I'm worried about my memory
- We all forget things from time to time. We must be careful therefore to differentiate between normal forgetfulness and what may be symptoms of dementia.
- Nowadays we are bombarded with information from various sources. It is almost impossible to process and store all of this information and it is easy to become distracted. Our short-term memory enables us to store about 5-7 pieces of 'working' information.
- There are many reasons why memory problems may occur. Depression can present with symptoms very similar to dementia (slowness of thought, lethargy, diminished interest, concentration problems).
- Medical conditions such as low thyroid function, anaemia, urine infections, electrolyte imbalance and vitamin deficiency can all affect memory. Certain medications and over-use of alcohol can also have a negative effect. Such conditions, in many cases are quite treatable and memory problems can resolve once addressed.

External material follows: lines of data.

//! OHLCV bar type.

use chrono::{NaiveDate, NaiveDateTime};
use serde::{Deserialize, Serialize};

/// A single OHLCV bar in a historical series.
///
/// Timestamps are naive: a replay treats them as exchange-local simulated
/// time, and the engine never consults the wall clock.
#[derive(Debug, Clone, Copy, PartialEq, Serialize, Deserialize)]
pub struct Bar {
    pub timestamp: NaiveDateTime,
    pub open: f64,
    pub high: f64,
    pub low: f64,
    pub close: f64,
    pub volume: f64,
}

impl Bar {
    /// Calendar date of this bar, used for daily risk rollover.
    pub fn date(&self) -> NaiveDate {
        self.timestamp.date()
    }

    /// Structural sanity: finite prices, positive range, consistent
    /// high/low envelope, non-negative volume.
    pub fn is_sane(&self) -> bool {
        let prices = [self.open, self.high, self.low, self.close];
        prices.iter().all(|p| p.is_finite() && *p > 0.0)
            && self.volume.is_finite()
            && self.volume >= 0.0
            && self.high >= self.low
            && self.high >= self.open.max(self.close)
            && self.low <= self.open.min(self.close)
    }
}
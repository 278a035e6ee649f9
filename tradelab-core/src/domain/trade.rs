//! Executed trade records.

use chrono::NaiveDateTime;
use serde::{Deserialize, Serialize};

/// Direction of an executed trade.
#[derive(Debug, Clone, Copy, PartialEq, Eq, Serialize, Deserialize)]
#[serde(rename_all = "lowercase")]
pub enum TradeSide {
    Buy,
    Sell,
}

impl std::fmt::Display for TradeSide {
    fn fmt(&self, f: &mut std::fmt::Formatter<'_>) -> std::fmt::Result {
        match self {
            TradeSide::Buy => write!(f, "buy"),
            TradeSide::Sell => write!(f, "sell"),
        }
    }
}

/// One executed fill, recorded by the engine.
///
/// `price` is the execution price after slippage; `fee` is the commission
/// charged on the fill. `pnl`/`pnl_pct` are populated on exits only: a buy
/// realizes nothing.
#[derive(Debug, Clone, PartialEq, Serialize, Deserialize)]
pub struct Trade {
    pub timestamp: NaiveDateTime,
    pub side: TradeSide,
    pub price: f64,
    pub quantity: f64,
    pub fee: f64,
    /// Cash balance after this fill settled.
    pub cash_after: f64,
    #[serde(skip_serializing_if = "Option::is_none")]
    pub pnl: Option<f64>,
    #[serde(skip_serializing_if = "Option::is_none")]
    pub pnl_pct: Option<f64>,
}

impl Trade {
    pub fn is_exit(&self) -> bool {
        self.side == TradeSide::Sell
    }

    pub fn is_winner(&self) -> bool {
        matches!(self.pnl, Some(p) if p > 0.0)
    }
}
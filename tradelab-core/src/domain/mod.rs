//! Domain types shared by the engine and the risk manager.

pub mod bar;
pub mod equity;
pub mod position;
pub mod trade;

pub use bar::Bar;
pub use equity::EquityPoint;
pub use position::OpenPosition;
pub use trade::{Trade, TradeSide};

/// Symbol type alias
pub type Symbol = String;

- Life can be very busy so here are some tips that can help you improve and organise your memory:
- Keep socially active: Human beings are essentially social animals and social activity gives the brain a thorough workout. During social contact, one needs to be receptive, to words, body language, gestures and tone of voice. We then have to process this information and communicate back to them. All of this happens very quickly, often with a dash of humour and within accepted social norms which also gives the frontal lobe of the brain a challenge. Social activity can also lift our spirits, increase wellbeing and counteract loneliness, all of which can affect memory.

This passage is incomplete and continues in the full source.